> _Exercise materials_
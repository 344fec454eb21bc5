//! Core data model: sessions, jobs, results, approvals, audit entries.

use serde::{Deserialize, Serialize};
use uuid::Uuid;

/// Job lifecycle status. Numeric values are part of the wire contract, so
/// `JobStatus` serializes as a bare integer rather than serde's default
/// string-tag representation.
#[derive(Debug, Clone, Copy, PartialEq, Eq)]
#[repr(u8)]
pub enum JobStatus {
    Queued = 1,
    Running = 2,
    Succeeded = 3,
    Failed = 4,
}

impl JobStatus {
    pub fn is_terminal(self) -> bool {
        matches!(self, JobStatus::Succeeded | JobStatus::Failed)
    }

    pub fn from_i64(v: i64) -> Option<Self> {
        match v {
            1 => Some(JobStatus::Queued),
            2 => Some(JobStatus::Running),
            3 => Some(JobStatus::Succeeded),
            4 => Some(JobStatus::Failed),
            _ => None,
        }
    }
}

impl Serialize for JobStatus {
    fn serialize<S>(&self, serializer: S) -> Result<S::Ok, S::Error>
    where
        S: serde::Serializer,
    {
        serializer.serialize_u8(*self as u8)
    }
}

impl<'de> Deserialize<'de> for JobStatus {
    fn deserialize<D>(deserializer: D) -> Result<Self, D::Error>
    where
        D: serde::Deserializer<'de>,
    {
        let v = u8::deserialize(deserializer)?;
        JobStatus::from_i64(v as i64)
            .ok_or_else(|| serde::de::Error::custom(format!("invalid job status: {v}")))
    }
}

/// Job type registry IDs. Wire-stable.
#[derive(Debug, Clone, Copy, PartialEq, Eq, Hash, Serialize, Deserialize)]
#[serde(rename_all = "snake_case")]
pub enum JobType {
    DirectoryScan,
    DirectoryList,
    FileRead,
    OrganizePlan,
    ExecutePlan,
    WebBrowse,
    DocxWrite,
    PdfWrite,
    CodeExecute,
    AudioCapture,
    TranscriptAnalyze,
}

impl JobType {
    pub const ALL: &'static [JobType] = &[
        JobType::DirectoryScan,
        JobType::DirectoryList,
        JobType::FileRead,
        JobType::OrganizePlan,
        JobType::ExecutePlan,
        JobType::WebBrowse,
        JobType::DocxWrite,
        JobType::PdfWrite,
        JobType::CodeExecute,
        JobType::AudioCapture,
        JobType::TranscriptAnalyze,
    ];

    pub fn as_str(self) -> &'static str {
        match self {
            JobType::DirectoryScan => "directory_scan",
            JobType::DirectoryList => "directory_list",
            JobType::FileRead => "file_read",
            JobType::OrganizePlan => "organize_plan",
            JobType::ExecutePlan => "execute_plan",
            JobType::WebBrowse => "web_browse",
            JobType::DocxWrite => "docx_write",
            JobType::PdfWrite => "pdf_write",
            JobType::CodeExecute => "code_execute",
            JobType::AudioCapture => "audio_capture",
            JobType::TranscriptAnalyze => "transcript_analyze",
        }
    }

    pub fn from_str_id(s: &str) -> Option<Self> {
        JobType::ALL.iter().copied().find(|t| t.as_str() == s)
    }

    /// Whether this job type mutates the filesystem and therefore requires
    /// an approval token.
    pub fn is_mutating(self) -> bool {
        matches!(self, JobType::ExecutePlan | JobType::DocxWrite | JobType::PdfWrite)
    }
}

/// Static descriptor for a registered tool.
#[derive(Debug, Clone, Serialize)]
pub struct ToolDescriptor {
    pub type_id: JobType,
    pub name: &'static str,
    pub mutating: bool,
    pub content_type: &'static str,
    pub param_keys: &'static [&'static str],
    pub required_param_keys: &'static [&'static str],
}

/// A session minted at `/handshake`.
#[derive(Debug, Clone)]
pub struct Session {
    pub session_id: Uuid,
    pub token: String,
    pub created_at_ms: i64,
}

/// A queued/running/terminal job row.
#[derive(Debug, Clone)]
pub struct Job {
    pub job_id: Uuid,
    pub dedupe_key: String,
    pub job_type: JobType,
    pub status: JobStatus,
    pub created_at_ms: i64,
    pub started_at_ms: Option<i64>,
    pub finished_at_ms: Option<i64>,
    pub params: serde_json::Value,
    pub allowed_roots: Vec<String>,
    pub lease_owner: Option<String>,
    pub lease_expires_at_ms: Option<i64>,
    pub approval_token: Option<String>,
    pub error_message: Option<String>,
}

/// Wire projection of a `Job`, omitting internal lease/approval secrets.
#[derive(Debug, Clone, Serialize)]
pub struct JobView {
    pub job_id: Uuid,
    pub dedupe_key: String,
    #[serde(rename = "type")]
    pub job_type: &'static str,
    pub status: JobStatus,
    pub created_at_ms: i64,
    pub started_at_ms: Option<i64>,
    pub finished_at_ms: Option<i64>,
    pub error_message: Option<String>,
}

impl From<&Job> for JobView {
    fn from(j: &Job) -> Self {
        JobView {
            job_id: j.job_id,
            dedupe_key: j.dedupe_key.clone(),
            job_type: j.job_type.as_str(),
            status: j.status,
            created_at_ms: j.created_at_ms,
            started_at_ms: j.started_at_ms,
            finished_at_ms: j.finished_at_ms,
            error_message: j.error_message.clone(),
        }
    }
}

/// A committed job result. 1:1 with a `Succeeded` job.
#[derive(Debug, Clone)]
pub struct JobResult {
    pub job_id: Uuid,
    pub bytes: Vec<u8>,
    pub content_type: String,
}

/// A single-use approval token bound to a plan's content hash.
#[derive(Debug, Clone)]
pub struct Approval {
    pub token: String,
    pub plan_job_id: Uuid,
    pub plan_hash: [u8; 32],
    pub expires_at_ms: i64,
}

/// One append-only audit record.
#[derive(Debug, Clone, Serialize, Deserialize)]
pub struct AuditEntry {
    pub ts_ms: i64,
    pub job_id: Uuid,
    pub action: String,
    #[serde(skip_serializing_if = "Option::is_none")]
    pub path: Option<String>,
    #[serde(skip_serializing_if = "Option::is_none")]
    pub extra: Option<serde_json::Value>,
}

pub fn now_ms() -> i64 {
    chrono::Utc::now().timestamp_millis()
}

pub fn hex_encode(bytes: &[u8]) -> String {
    bytes.iter().map(|b| format!("{:02x}", b)).collect()
}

> _Aim of the exercise_
Only lines with the word "TranscriptAnalyze" should be collected from the material.

> _Written response_
    TranscriptAnalyze,
        JobType::TranscriptAnalyze,
            JobType::TranscriptAnalyze => "transcript_analyze",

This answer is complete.